Excerpted records ::
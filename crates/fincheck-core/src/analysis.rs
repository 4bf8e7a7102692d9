//! The analysis record: the one entity this system persists.
//!
//! Field names are snake_case inside the workspace. The spaced keys the
//! model is asked to produce (`"Company Name"`, ...) exist only at the two
//! wire boundaries: parsing the model's answer and rendering `/results`.

use chrono::{DateTime, Utc};
use serde::{Deserialize, Serialize, Serializer};

/// `strftime` pattern for the `Timestamp` key in listings.
pub const TIMESTAMP_FORMAT: &str = "%Y-%m-%d %H:%M:%S";

/// The four model-supplied fields of an analysis, before it is stored.
///
/// Deserializes from the model's JSON answer. Every key is required and must
/// be a string; values are kept verbatim.
#[derive(Debug, Clone, PartialEq, Eq, Serialize, Deserialize)]
pub struct NewAnalysis {
    #[serde(rename = "Company Name")]
    pub company_name: String,
    #[serde(rename = "Description")]
    pub description: String,
    #[serde(rename = "Verdict")]
    pub verdict: String,
    #[serde(rename = "Date")]
    pub date: String,
}

/// A stored analysis. Append-only: never updated or deleted.
#[derive(Debug, Clone, PartialEq, Eq, Serialize)]
pub struct AnalysisRecord {
    #[serde(skip)]
    pub id: i64,
    #[serde(rename = "Company Name")]
    pub company_name: String,
    #[serde(rename = "Description")]
    pub description: String,
    #[serde(rename = "Verdict")]
    pub verdict: String,
    #[serde(rename = "Date")]
    pub date: String,
    #[serde(rename = "Timestamp", serialize_with = "serialize_timestamp")]
    pub created_at: DateTime<Utc>,
}

impl AnalysisRecord {
    /// `created_at` rendered as `YYYY-MM-DD HH:MM:SS`.
    #[must_use]
    pub fn timestamp(&self) -> String {
        self.created_at.format(TIMESTAMP_FORMAT).to_string()
    }
}

fn serialize_timestamp<S>(value: &DateTime<Utc>, serializer: S) -> Result<S::Ok, S::Error>
where
    S: Serializer,
{
    serializer.collect_str(&value.format(TIMESTAMP_FORMAT))
}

What this task involves :: Copy the lines that hold the word "Debug". Take them from the records above.

Answer to this problem ::
#[derive(Debug, Clone, PartialEq, Eq, Serialize, Deserialize)]
#[derive(Debug, Clone, PartialEq, Eq, Serialize)]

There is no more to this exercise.